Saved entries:
//! 日志初始化
//!
//! 配置tracing日志框架。`RUST_LOG` 环境变量优先，
//! 未设置时回退到配置文件中的日志级别。

use crate::config::{LogLevel, LoggingConfig};
use tracing_subscriber::EnvFilter;

/// 将配置的日志级别转换为过滤指令
pub fn level_directive(level: LogLevel) -> &'static str {
    match level {
        LogLevel::Trace => "trace",
        LogLevel::Debug => "debug",
        LogLevel::Info => "info",
        LogLevel::Warn => "warn",
        LogLevel::Error => "error",
    }
}

/// 初始化日志系统
///
/// 重复调用是安全的：已有全局订阅者时直接返回 `false`。
pub fn init_logging(config: &LoggingConfig) -> bool {
    if !config.log_to_console {
        return false;
    }

    let filter = EnvFilter::try_from_default_env()
        .unwrap_or_else(|_| EnvFilter::new(level_directive(config.level)));

    let installed = tracing_subscriber::fmt()
        .with_env_filter(filter)
        .with_target(true)
        .try_init()
        .is_ok();

    if installed {
        tracing::info!(target: "particles", "Logging initialized at {:?}", config.level);
    }
    installed
}
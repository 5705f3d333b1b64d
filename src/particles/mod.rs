//! 粒子系统模块
//!
//! 发射器是场景中的容器 Actor，管理一组带生命周期的子 Actor（粒子）。
//!
//! ## 架构设计
//!
//! ```text
//! ┌─────────────────────────────────────────────────────────┐
//! │                        Emitter                          │
//! ├─────────────────────────────────────────────────────────┤
//! │  1. Registration (add_particle)                         │
//! │     - 挂到发射器下（或保持孤儿）                         │
//! │     - 捕获快照、设置生成延迟                             │
//! │                                                         │
//! │  2. Update (每帧，逆序遍历)                              │
//! │     - 激活、缩放/透明度/重力积分、Actor 物理更新          │
//! │     - 过期：重生或销毁                                   │
//! │                                                         │
//! │  3. Completion                                          │
//! │     - 粒子集合为空时回调并销毁发射器                      │
//! └─────────────────────────────────────────────────────────┘
//! ```
//!
//! ## 使用示例
//!
//! ```rust
//! use particle_engine::particles::{ActorFactory, Emitter, GeneratorParams};
//! use particle_engine::scene::{Actor, Stage};
//! use rand::SeedableRng;
//!
//! let mut stage = Stage::new();
//! let mut emitter = Emitter::spawn(&mut stage, Actor::new("emitter"), None)?.with_gravity(98.0);
//!
//! let params = GeneratorParams::new(10, "actor").with_duration(2.0).with_speed(100.0);
//! let mut rng = rand::rngs::StdRng::seed_from_u64(42);
//! emitter.generate_explosion(&mut stage, &ActorFactory::new(), &params, &mut rng)?;
//!
//! emitter.update(&mut stage, 1.0 / 60.0)?;
//! # Ok::<(), particle_engine::core::ParticleError>(())
//! ```

pub mod emitter;
pub mod factory;
pub mod generators;
pub mod hooks;
pub mod state;

#[cfg(test)]
mod property_tests;

pub use emitter::{Emitter, EmitterStats, EmitterStatus};
pub use factory::{ActorConstructor, ActorFactory, ActorSource, PropertyMap};
pub use generators::{GeneratorParams, Pattern};
pub use hooks::{EmitterHooks, ParticleHook, ParticleLostHook, ParticlesEndHook};
pub use state::{Particle, ParticlePhase, ParticleSnapshot, ParticleSpec, ParticleState};
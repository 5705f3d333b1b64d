//! 核心模块
//!
//! 包含：
//! - `error` - 错误类型定义
//! - `logging` - 日志初始化
//! - `macros` - 通用宏

pub mod error;
pub mod logging;
#[macro_use]
pub mod macros;

// 重新导出错误类型
pub use error::{ParticleError, ParticleResult};
pub use logging::init_logging;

WHAT THE TASK ASKS: Copy each line above exactly as it stands.

EXERCISE RESPONSE:
//! 日志初始化
//!
//! 配置tracing日志框架。`RUST_LOG` 环境变量优先，
//! 未设置时回退到配置文件中的日志级别。

use crate::config::{LogLevel, LoggingConfig};
use tracing_subscriber::EnvFilter;

/// 将配置的日志级别转换为过滤指令
pub fn level_directive(level: LogLevel) -> &'static str {
    match level {
        LogLevel::Trace => "trace",
        LogLevel::Debug => "debug",
        LogLevel::Info => "info",
        LogLevel::Warn => "warn",
        LogLevel::Error => "error",
    }
}

/// 初始化日志系统
///
/// 重复调用是安全的：已有全局订阅者时直接返回 `false`。
pub fn init_logging(config: &LoggingConfig) -> bool {
    if !config.log_to_console {
        return false;
    }

    let filter = EnvFilter::try_from_default_env()
        .unwrap_or_else(|_| EnvFilter::new(level_directive(config.level)));

    let installed = tracing_subscriber::fmt()
        .with_env_filter(filter)
        .with_target(true)
        .try_init()
        .is_ok();

    if installed {
        tracing::info!(target: "particles", "Logging initialized at {:?}", config.level);
    }
    installed
}
repository 5705f3d333b1b64d
filename src/particles/mod.rs
//! 粒子系统模块
//!
//! 发射器是场景中的容器 Actor，管理一组带生命周期的子 Actor（粒子）。
//!
//! ## 架构设计
//!
//! ```text
//! ┌─────────────────────────────────────────────────────────┐
//! │                        Emitter                          │
//! ├─────────────────────────────────────────────────────────┤
//! │  1. Registration (add_particle)                         │
//! │     - 挂到发射器下（或保持孤儿）                         │
//! │     - 捕获快照、设置生成延迟                             │
//! │                                                         │
//! │  2. Update (每帧，逆序遍历)                              │
//! │     - 激活、缩放/透明度/重力积分、Actor 物理更新          │
//! │     - 过期：重生或销毁                                   │
//! │                                                         │
//! │  3. Completion                                          │
//! │     - 粒子集合为空时回调并销毁发射器                      │
//! └─────────────────────────────────────────────────────────┘
//! ```
//!
//! ## 使用示例
//!
//! ```rust
//! use particle_engine::particles::{ActorFactory, Emitter, GeneratorParams};
//! use particle_engine::scene::{Actor, Stage};
//! use rand::SeedableRng;
//!
//! let mut stage = Stage::new();
//! let mut emitter = Emitter::spawn(&mut stage, Actor::new("emitter"), None)?.with_gravity(98.0);
//!
//! let params = GeneratorParams::new(10, "actor").with_duration(2.0).with_speed(100.0);
//! let mut rng = rand::rngs::StdRng::seed_from_u64(42);
//! emitter.generate_explosion(&mut stage, &ActorFactory::new(), &params, &mut rng)?;
//!
//! emitter.update(&mut stage, 1.0 / 60.0)?;
//! # Ok::<(), particle_engine::core::ParticleError>(())
//! ```

pub mod emitter;
pub mod factory;
pub mod generators;
pub mod hooks;
pub mod state;

#[cfg(test)]
mod property_tests;

pub use emitter::{Emitter, EmitterStats, EmitterStatus};
pub use factory::{ActorConstructor, ActorFactory, ActorSource, PropertyMap};
pub use generators::{GeneratorParams, Pattern};
pub use hooks::{EmitterHooks, ParticleHook, ParticleLostHook, ParticlesEndHook};
pub use state::{Particle, ParticlePhase, ParticleSnapshot, ParticleSpec, ParticleState};
repository 5705f3d333b1b64d
//! 核心模块
//!
//! 包含：
//! - `error` - 错误类型定义
//! - `logging` - 日志初始化
//! - `macros` - 通用宏

pub mod error;
pub mod logging;
#[macro_use]
pub mod macros;

// 重新导出错误类型
pub use error::{ParticleError, ParticleResult};
pub use logging::init_logging;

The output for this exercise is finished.